Oil Slips As COVID Cases Rise In China

Published 07/12/2022, 04:40 AM

The price of crude oil is down again today, after witnessing mainly bearish price movements the day before. Over the past few days, the main price influences on oil have been a higher risk of recession, potential monetary policy alterations, and fear of further restrictions in China.

The price movement towards the end of last week was generally positive and increased by 7.12% within two days. However, the price movement remains generally negative when looking at the weekly or monthly performance. Over the past seven days, the price has declined by 12.50% before retracing back by 57% compared to the previous bearish swing.

The price has been in a downtrend since early June, with the bearish impulse waves remaining much larger than the bullish movement. The bullish price movement last Thursday and Friday has only formed a pullback and has not yet seen a higher high.

Crude oil price chart.

One of the main elements influencing the price is the latest Chinese COVID-19 discovery in Shanghai. It has been confirmed that the case was one of the newest variants known to spread extremely fast. The Chinese government also assured that the patient showed no serious symptoms. However, the Chinese government has opted for a zero COVID-19 policy in the past, meaning extreme lockdowns, testings, quarantines, etc. As China is the largest oil importer, investors fear further lockdowns will result in significantly lower demand.

In addition to the above concerns, economists and investors are also fearful of talks amongst certain politicians regarding limiting prices for Russian oil and retaliatory measures. Russia has already stated that further sanctions against the Russian energy sector would have "catastrophic" consequences for the global energy market and the economy. Russia has repeated on many occasions that it will not trade oil at a loss under any circumstances. The US has been negotiating mainly with Asian countries to limit the price of Russian oil to $40-60 per barrel. If Russia stops supplying oil, it can significantly worsen the current oil supply crisis.

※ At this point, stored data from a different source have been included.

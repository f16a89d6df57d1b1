use thiserror::Error;

use crate::column::ColumnType;

/// Error type for every fallible operation in the crate
#[derive(Error, Debug)]
pub enum Error {
    #[error("invalid column: {0}")]
    InvalidColumn(String),

    #[error("join column error: {0}")]
    JoinColumn(String),

    #[error("shape mismatch: expected {expected} rows, found {found}")]
    ShapeMismatch { expected: usize, found: usize },

    #[error("not implemented: {0}")]
    NotImplemented(String),

    #[error("index out of bounds: index {index}, size {size}")]
    IndexOutOfBounds { index: usize, size: usize },

    #[error("duplicate column name: {0}")]
    DuplicateColumnName(String),

    #[error("inconsistent row count: expected {expected}, found {found}")]
    InconsistentRowCount { expected: usize, found: usize },

    #[error("column type mismatch: column {name}, expected {expected:?}, found {found:?}")]
    ColumnTypeMismatch {
        name: String,
        expected: ColumnType,
        found: ColumnType,
    },

    #[error("invalid input: {0}")]
    InvalidInput(String),

    #[error("configuration error: {0}")]
    Config(String),

    #[error("I/O error")]
    Io(#[source] std::io::Error),

    #[error("CSV error")]
    Csv(#[source] csv::Error),

    #[error("JSON error")]
    Json(#[source] serde_json::Error),

    #[error("TOML error")]
    Toml(#[source] toml::de::Error),
}

pub type KadroError = Error;

/// Result alias used throughout the crate
pub type Result<T> = std::result::Result<T, Error>;

impl From<std::io::Error> for Error {
    fn from(err: std::io::Error) -> Self {
        Error::Io(err)
    }
}

impl From<csv::Error> for Error {
    fn from(err: csv::Error) -> Self {
        Error::Csv(err)
    }
}

impl From<serde_json::Error> for Error {
    fn from(err: serde_json::Error) -> Self {
        Error::Json(err)
    }
}

impl From<toml::de::Error> for Error {
    fn from(err: toml::de::Error) -> Self {
        Error::Toml(err)
    }
}
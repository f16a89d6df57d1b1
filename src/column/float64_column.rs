use std::sync::Arc;

use crate::column::common::{gather_values, BitMask};
use crate::error::{Error, Result};

/// Float64型の列を表す構造体
///
/// NaN is treated as missing by every reader, whether or not the slot is
/// flagged in the null mask.
#[derive(Debug, Clone)]
pub struct Float64Column {
    pub(crate) data: Arc<[f64]>,
    pub(crate) null_mask: Option<BitMask>,
}

impl Float64Column {
    /// 新しいFloat64Columnを作成する
    pub fn new(data: Vec<f64>) -> Self {
        Self {
            data: data.into(),
            null_mask: None,
        }
    }

    /// NULL値を含むFloat64Columnを作成する
    pub fn with_nulls(data: Vec<f64>, nulls: Vec<bool>) -> Self {
        Self {
            data: data.into(),
            null_mask: BitMask::from_nulls(&nulls),
        }
    }

    pub fn from_options(values: Vec<Option<f64>>) -> Self {
        let nulls: Vec<bool> = values.iter().map(Option::is_none).collect();
        let data: Vec<f64> = values
            .into_iter()
            .map(|v| v.unwrap_or(f64::NAN))
            .collect();
        Self::with_nulls(data, nulls)
    }

    pub fn len(&self) -> usize {
        self.data.len()
    }

    pub fn is_empty(&self) -> bool {
        self.data.is_empty()
    }

    /// インデックスでデータを取得する
    pub fn get(&self, index: usize) -> Result<Option<f64>> {
        if index >= self.data.len() {
            return Err(Error::IndexOutOfBounds {
                index,
                size: self.data.len(),
            });
        }

        if self.is_null(index) {
            return Ok(None);
        }

        Ok(Some(self.data[index]))
    }

    pub fn is_null(&self, index: usize) -> bool {
        let masked = self
            .null_mask
            .as_ref()
            .map(|mask| mask.is_set(index))
            .unwrap_or(false);
        masked || self.data[index].is_nan()
    }

    /// Raw storage, null slots hold NaN
    pub fn values(&self) -> &[f64] {
        &self.data
    }

    pub fn iter(&self) -> impl Iterator<Item = Option<f64>> + '_ {
        (0..self.data.len()).map(move |i| {
            if self.is_null(i) {
                None
            } else {
                Some(self.data[i])
            }
        })
    }

    /// データの合計を計算する（NULL値を除く）
    pub fn sum(&self) -> f64 {
        self.iter().flatten().sum()
    }

    /// データの平均を計算する（NULL値を除く）
    pub fn mean(&self) -> Option<f64> {
        let (sum, count) = self
            .iter()
            .flatten()
            .fold((0.0, 0usize), |(s, c), v| (s + v, c + 1));

        if count == 0 {
            None
        } else {
            Some(sum / count as f64)
        }
    }

    pub(crate) fn gather(&self, indices: &[Option<usize>]) -> Self {
        let (data, null_mask) = gather_values(&self.data, self.null_mask.as_ref(), indices);
        // gather fills missing slots with the default 0.0; keep NaN as the sentinel
        let data: Vec<f64> = data
            .into_iter()
            .zip(indices)
            .map(|(v, idx)| if idx.is_some() { v } else { f64::NAN })
            .collect();
        Self {
            data: data.into(),
            null_mask,
        }
    }
}
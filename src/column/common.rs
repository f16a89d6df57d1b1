use std::cmp::Ordering;
use std::sync::Arc;

use num_traits::NumCast;
use serde::{Deserialize, Serialize};

use super::value::cmp_f64;
use crate::column::{BooleanColumn, Float64Column, Int64Column, StringColumn, Value};
use crate::error::{Error, Result};

/// 列の型を識別するための列挙型
#[derive(Debug, Clone, Copy, PartialEq, Eq, Hash, Serialize, Deserialize)]
pub enum ColumnType {
    Int64,
    Float64,
    String,
    Boolean,
}

impl ColumnType {
    /// Common type two columns widen to, if any
    pub fn unify(self, other: ColumnType) -> Option<ColumnType> {
        match (self, other) {
            (a, b) if a == b => Some(a),
            (ColumnType::Int64, ColumnType::Float64) | (ColumnType::Float64, ColumnType::Int64) => {
                Some(ColumnType::Float64)
            }
            _ => None,
        }
    }
}

/// 列を表す列挙型
#[derive(Debug, Clone)]
pub enum Column {
    Int64(Int64Column),
    Float64(Float64Column),
    String(StringColumn),
    Boolean(BooleanColumn),
}

/// NULL値を追跡するビットマスク（ビットが立っている位置がNULL）
#[derive(Debug, Clone)]
pub struct BitMask {
    pub(crate) data: Arc<[u8]>,
    pub(crate) len: usize,
}

impl BitMask {
    /// ブール値のベクトルからビットマスクを作成する
    pub fn from_bools(bools: &[bool]) -> Self {
        let length = bools.len();
        let bytes_needed = (length + 7) / 8;
        let mut data = vec![0u8; bytes_needed];

        for (i, &is_set) in bools.iter().enumerate() {
            if is_set {
                data[i / 8] |= 1 << (i % 8);
            }
        }

        Self {
            data: data.into(),
            len: length,
        }
    }

    /// Null mask for a column, `None` when nothing is null
    pub fn from_nulls(nulls: &[bool]) -> Option<Self> {
        if nulls.iter().any(|&is_null| is_null) {
            Some(Self::from_bools(nulls))
        } else {
            None
        }
    }

    /// ビットが設定されているかどうかを確認する
    pub fn get(&self, index: usize) -> Result<bool> {
        if index >= self.len {
            return Err(Error::IndexOutOfBounds {
                index,
                size: self.len,
            });
        }
        Ok(self.is_set(index))
    }

    pub(crate) fn is_set(&self, index: usize) -> bool {
        index < self.len && (self.data[index / 8] & (1 << (index % 8))) != 0
    }

    pub fn len(&self) -> usize {
        self.len
    }

    pub fn is_empty(&self) -> bool {
        self.len == 0
    }
}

The market is also pricing a potential recession into the commodity and stock market. When looking at commodity prices generally, we can see that steel, copper and palladium are down. Some believe that the more restrictive the monetary policy is, the lower the consumer confidence and lack of economic growth. These factors are likely to cause a recession towards the end of the year. A recession would normally, without a doubt, lower the oil demand.

Indeed, many elements push the price of oil down and potentially push market prices further down. However, traders should also note that the oil supply is still very fragile and can once again tip the scale in the opposite direction.